Cela dit, les cyniques français en matière d'administration de la justice peuvent peut-être reprendre espoir. La Belloubet est remplacée au gouvernement par l'avocat pénaliste Eric Dupond-Moretti. On comprend que la magistrature est mal à l'aise vu la nomination de celui qui expose, cliniquement, depuis des lustres, l'état de déliquescence de l'institution judiciaire française, notamment son corporatisme. Fabrice Burgaud, Céline Parisot, et associés, peuvent éventuellement voir une "déclaration de guerre" dans l'arrivée de l'avocat qui contribué au sauvetage des martyrs judiciaires dans l'emblématique affaire Outreau. Qui se sent morveux se mouche.

Détail cocasse, un procureur de la république, Jean-Luc Lennon (ne surtout pas confondre avec John "Imagine" Lennon) a onctueusement invoqué une "clause de… (ahem) conscience" pour demander à être déchargé de ses fonctions suite à cette nomination, sussurant chanoinesquement son inquiétude sur le plan de l'indépendance du parquet. Alors qu'est précisément au cœur du projet de M. Dupond-Moretti la scission du parquet et des juges du siège, une évidence depuis des siècles en droit anglo-saxon, M. Lennon, qui, manifestement, n'est pas une autorité en droit comparé, prône le maintien du système actuel, où juges du siège et procureurs portent tous le "même maillot" de magistrats.

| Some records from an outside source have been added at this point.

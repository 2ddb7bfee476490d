// SPDX-License-Identifier: BUSL-1.1
// Copyright (c) 2026 Alfred Jean LLC

use thiserror::Error;

#[derive(Debug, Error)]
pub enum ClientError {
    #[error("request to {0} failed: {1}")]
    Request(String, reqwest::Error),
    #[error("job not found")]
    NotFound,
    #[error("a job is already running")]
    Conflict,
    #[error("daemon returned {status}: {body}")]
    Daemon { status: reqwest::StatusCode, body: String },
}
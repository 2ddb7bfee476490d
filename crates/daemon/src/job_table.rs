// SPDX-License-Identifier: BUSL-1.1
// Copyright (c) 2026 Alfred Jean LLC

//! In-memory job table + FIFO queue, guarded by one mutex (§5, §4.7 C7).
//!
//! Every mutation here is a map/list operation only — no IO happens while
//! the lock is held. `JobRunner` (`runner.rs`) is the only caller.

use jobcore_core::{Job, JobId, JobQueue};
use std::collections::HashMap;

#[derive(Default)]
pub struct JobTable {
    jobs: HashMap<JobId, Job>,
    queue: JobQueue,
}

impl JobTable {
    pub fn new() -> Self {
        Self::default()
    }

    pub fn insert(&mut self, job: Job) {
        self.jobs.insert(job.id, job);
    }

    pub fn get(&self, id: &JobId) -> Option<&Job> {
        self.jobs.get(id)
    }

    pub fn get_mut(&mut self, id: &JobId) -> Option<&mut Job> {
        self.jobs.get_mut(id)
    }

    pub fn list(&self) -> Vec<Job> {
        self.jobs.values().cloned().collect()
    }

    pub fn enqueue(&mut self, id: JobId) {
        self.queue.push_back(id);
        self.recompute_positions();
    }

    /// Pop the next queued job id, if any, without mutating its state —
    /// the caller decides whether admission actually succeeds.
    pub fn peek_next_queued(&self) -> Option<JobId> {
        self.queue.ids().next().copied()
    }

    pub fn dequeue(&mut self) -> Option<JobId> {
        let id = self.queue.pop_front();
        self.recompute_positions();
        id
    }

    pub fn queue_len(&self) -> usize {
        self.queue.len()
    }

    pub fn queued_ids(&self) -> Vec<JobId> {
        self.queue.ids().copied().collect()
    }

    /// Remove `id` from the queue (cancel path). Returns whether it was
    /// actually present.
    pub fn remove_from_queue(&mut self, id: &JobId) -> bool {
        let removed = self.queue.remove(id);
        self.recompute_positions();
        removed
    }

    /// Recompute every queued job's 1-based `queue_position` to match its
    /// current index (§4.7 invariant).
    fn recompute_positions(&mut self) {
        let ids: Vec<JobId> = self.queue.ids().copied().collect();
        for (idx, id) in ids.iter().enumerate() {
            if let Some(job) = self.jobs.get_mut(id) {
                job.queue_position = Some(idx + 1);
            }
        }
    }
}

Que l'on se rassure, la conscience de M. Lennon n'appelle pas sa démission : il continuera de toucher son traitement de l'Etat français et, dans quelques années, une belle retraite. Il retournera dans un premier temps au parquet général, qui est lui aussi placé sous l’autorité hiérarchique du… ministre de la justice. D'aucuns posent cette question : son annonce, médiatique, constitue-t-elle une première étape avant une éventuelle mise en disponibilité (sans arrière-pensée politique aucune pour la suite, cela va de soi, incompatible avec la "sérénité" qui sied à tout magistrat français) ou avant un passage vers… le siège. Les paris sont ouverts. A suivre.

On souhaite bonne chance au compagnon d'Isabelle Boulay, qui connaît la musique, et qui devra nettoyer les écuries d'Augias. Plus difficile encore, combattre le gluant héritage de Tomas de Torquemada.